== Data supplied ==
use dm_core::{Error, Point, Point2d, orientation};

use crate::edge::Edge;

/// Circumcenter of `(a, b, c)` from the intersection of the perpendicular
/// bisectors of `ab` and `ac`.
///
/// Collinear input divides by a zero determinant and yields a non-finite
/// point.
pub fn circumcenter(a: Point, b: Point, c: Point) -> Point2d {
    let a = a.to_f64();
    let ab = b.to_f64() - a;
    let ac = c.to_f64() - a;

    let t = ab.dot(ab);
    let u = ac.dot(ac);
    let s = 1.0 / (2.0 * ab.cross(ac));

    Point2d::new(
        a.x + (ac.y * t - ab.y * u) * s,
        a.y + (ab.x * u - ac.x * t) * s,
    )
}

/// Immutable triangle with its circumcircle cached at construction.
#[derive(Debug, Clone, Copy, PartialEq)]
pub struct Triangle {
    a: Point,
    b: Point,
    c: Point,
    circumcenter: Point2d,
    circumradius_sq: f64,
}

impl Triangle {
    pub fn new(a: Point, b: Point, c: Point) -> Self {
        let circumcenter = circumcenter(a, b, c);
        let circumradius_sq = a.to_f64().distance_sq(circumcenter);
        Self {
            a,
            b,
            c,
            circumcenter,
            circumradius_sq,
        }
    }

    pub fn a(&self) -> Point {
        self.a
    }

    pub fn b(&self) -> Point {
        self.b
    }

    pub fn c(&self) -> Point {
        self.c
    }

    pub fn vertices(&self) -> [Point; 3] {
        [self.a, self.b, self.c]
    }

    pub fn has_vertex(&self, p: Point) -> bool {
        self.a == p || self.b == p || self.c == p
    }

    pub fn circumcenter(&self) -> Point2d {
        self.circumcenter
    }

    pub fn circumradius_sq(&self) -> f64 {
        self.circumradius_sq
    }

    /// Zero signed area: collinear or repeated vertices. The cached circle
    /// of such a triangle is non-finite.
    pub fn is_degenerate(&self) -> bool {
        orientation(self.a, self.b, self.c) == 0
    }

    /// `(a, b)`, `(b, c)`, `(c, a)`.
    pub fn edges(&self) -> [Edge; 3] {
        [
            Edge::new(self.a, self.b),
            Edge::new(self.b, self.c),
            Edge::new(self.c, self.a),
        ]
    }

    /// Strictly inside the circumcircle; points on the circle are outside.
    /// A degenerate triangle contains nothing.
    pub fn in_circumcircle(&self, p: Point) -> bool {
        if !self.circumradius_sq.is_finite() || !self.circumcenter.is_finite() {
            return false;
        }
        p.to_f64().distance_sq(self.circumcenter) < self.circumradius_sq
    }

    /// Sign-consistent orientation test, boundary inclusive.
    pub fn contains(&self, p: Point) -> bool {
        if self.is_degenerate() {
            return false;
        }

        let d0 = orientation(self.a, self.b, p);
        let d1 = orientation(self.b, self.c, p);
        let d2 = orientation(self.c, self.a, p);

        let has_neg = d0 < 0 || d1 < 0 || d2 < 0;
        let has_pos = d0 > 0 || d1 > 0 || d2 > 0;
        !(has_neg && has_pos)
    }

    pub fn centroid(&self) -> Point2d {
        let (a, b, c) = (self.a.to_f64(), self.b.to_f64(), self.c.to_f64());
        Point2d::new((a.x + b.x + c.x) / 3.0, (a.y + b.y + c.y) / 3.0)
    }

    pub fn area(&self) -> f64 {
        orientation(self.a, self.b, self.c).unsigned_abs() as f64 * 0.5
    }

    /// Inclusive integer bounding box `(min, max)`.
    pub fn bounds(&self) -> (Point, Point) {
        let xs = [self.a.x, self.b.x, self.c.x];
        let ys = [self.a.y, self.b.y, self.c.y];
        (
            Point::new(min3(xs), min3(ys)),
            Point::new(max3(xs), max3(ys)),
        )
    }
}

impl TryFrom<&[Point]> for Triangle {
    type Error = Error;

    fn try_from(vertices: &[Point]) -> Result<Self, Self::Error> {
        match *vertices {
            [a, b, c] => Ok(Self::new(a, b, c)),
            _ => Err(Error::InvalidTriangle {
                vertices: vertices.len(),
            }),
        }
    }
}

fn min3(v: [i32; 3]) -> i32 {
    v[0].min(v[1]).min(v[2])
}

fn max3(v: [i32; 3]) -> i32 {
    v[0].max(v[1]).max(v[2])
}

==

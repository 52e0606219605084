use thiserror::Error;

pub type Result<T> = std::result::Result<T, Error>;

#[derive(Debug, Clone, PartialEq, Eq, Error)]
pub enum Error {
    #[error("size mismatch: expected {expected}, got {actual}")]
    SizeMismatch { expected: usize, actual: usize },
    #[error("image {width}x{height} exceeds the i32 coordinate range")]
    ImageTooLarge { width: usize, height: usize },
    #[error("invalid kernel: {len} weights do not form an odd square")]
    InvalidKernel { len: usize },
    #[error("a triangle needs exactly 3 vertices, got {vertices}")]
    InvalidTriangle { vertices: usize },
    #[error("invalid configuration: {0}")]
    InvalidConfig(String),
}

...

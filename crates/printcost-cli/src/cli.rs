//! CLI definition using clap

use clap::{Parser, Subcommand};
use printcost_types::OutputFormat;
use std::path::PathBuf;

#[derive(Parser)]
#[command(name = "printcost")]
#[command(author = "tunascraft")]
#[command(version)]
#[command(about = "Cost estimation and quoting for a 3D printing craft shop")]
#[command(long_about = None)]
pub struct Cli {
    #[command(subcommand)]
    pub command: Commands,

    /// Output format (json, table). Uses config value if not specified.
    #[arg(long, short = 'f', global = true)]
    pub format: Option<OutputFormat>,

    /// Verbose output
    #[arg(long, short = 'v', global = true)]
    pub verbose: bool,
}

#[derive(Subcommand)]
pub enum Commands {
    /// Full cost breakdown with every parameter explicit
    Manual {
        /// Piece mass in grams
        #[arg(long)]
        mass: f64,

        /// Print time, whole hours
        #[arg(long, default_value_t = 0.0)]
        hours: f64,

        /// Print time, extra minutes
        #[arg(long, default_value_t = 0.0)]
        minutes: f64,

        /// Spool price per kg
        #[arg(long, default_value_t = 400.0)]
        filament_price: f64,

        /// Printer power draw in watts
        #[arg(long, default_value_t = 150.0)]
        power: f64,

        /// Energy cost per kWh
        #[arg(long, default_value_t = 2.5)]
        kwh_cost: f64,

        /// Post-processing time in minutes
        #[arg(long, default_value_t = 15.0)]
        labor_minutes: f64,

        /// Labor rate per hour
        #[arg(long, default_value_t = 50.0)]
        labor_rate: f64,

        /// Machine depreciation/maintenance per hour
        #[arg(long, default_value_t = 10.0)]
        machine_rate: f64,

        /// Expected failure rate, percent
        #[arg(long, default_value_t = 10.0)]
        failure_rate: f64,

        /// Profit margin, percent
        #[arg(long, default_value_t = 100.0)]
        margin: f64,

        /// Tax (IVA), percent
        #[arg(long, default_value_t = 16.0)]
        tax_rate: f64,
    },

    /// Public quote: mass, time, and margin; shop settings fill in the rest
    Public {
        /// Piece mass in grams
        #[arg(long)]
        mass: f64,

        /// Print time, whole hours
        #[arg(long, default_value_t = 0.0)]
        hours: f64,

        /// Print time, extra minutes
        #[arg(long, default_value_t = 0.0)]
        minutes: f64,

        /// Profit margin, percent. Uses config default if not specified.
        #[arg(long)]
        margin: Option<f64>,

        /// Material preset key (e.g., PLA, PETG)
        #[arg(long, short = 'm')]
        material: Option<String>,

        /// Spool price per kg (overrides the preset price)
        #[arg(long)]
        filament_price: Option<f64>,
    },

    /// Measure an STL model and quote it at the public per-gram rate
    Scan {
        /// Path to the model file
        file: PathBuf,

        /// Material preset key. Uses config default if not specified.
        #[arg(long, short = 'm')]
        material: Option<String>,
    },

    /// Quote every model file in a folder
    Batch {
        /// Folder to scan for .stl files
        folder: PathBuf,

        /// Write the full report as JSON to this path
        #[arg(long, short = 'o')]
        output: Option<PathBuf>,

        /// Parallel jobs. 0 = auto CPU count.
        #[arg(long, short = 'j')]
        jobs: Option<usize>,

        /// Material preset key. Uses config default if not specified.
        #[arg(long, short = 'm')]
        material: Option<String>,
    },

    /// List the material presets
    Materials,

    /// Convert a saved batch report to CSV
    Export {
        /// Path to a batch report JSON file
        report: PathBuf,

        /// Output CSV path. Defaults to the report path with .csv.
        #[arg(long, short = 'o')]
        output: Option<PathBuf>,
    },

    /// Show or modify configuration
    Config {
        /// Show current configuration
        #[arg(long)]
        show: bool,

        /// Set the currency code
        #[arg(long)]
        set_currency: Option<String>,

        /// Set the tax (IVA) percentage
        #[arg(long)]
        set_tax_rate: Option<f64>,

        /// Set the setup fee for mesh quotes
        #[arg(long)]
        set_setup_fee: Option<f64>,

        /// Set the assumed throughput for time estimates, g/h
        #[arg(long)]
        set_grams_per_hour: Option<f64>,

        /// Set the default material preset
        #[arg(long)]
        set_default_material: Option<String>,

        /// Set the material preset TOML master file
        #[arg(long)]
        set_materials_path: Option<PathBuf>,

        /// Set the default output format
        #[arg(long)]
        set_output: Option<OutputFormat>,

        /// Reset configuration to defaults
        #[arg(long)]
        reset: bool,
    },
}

== Task ==
Copy out each line of the data that includes the string "Commands".

== Completed task ==
    pub command: Commands,
pub enum Commands {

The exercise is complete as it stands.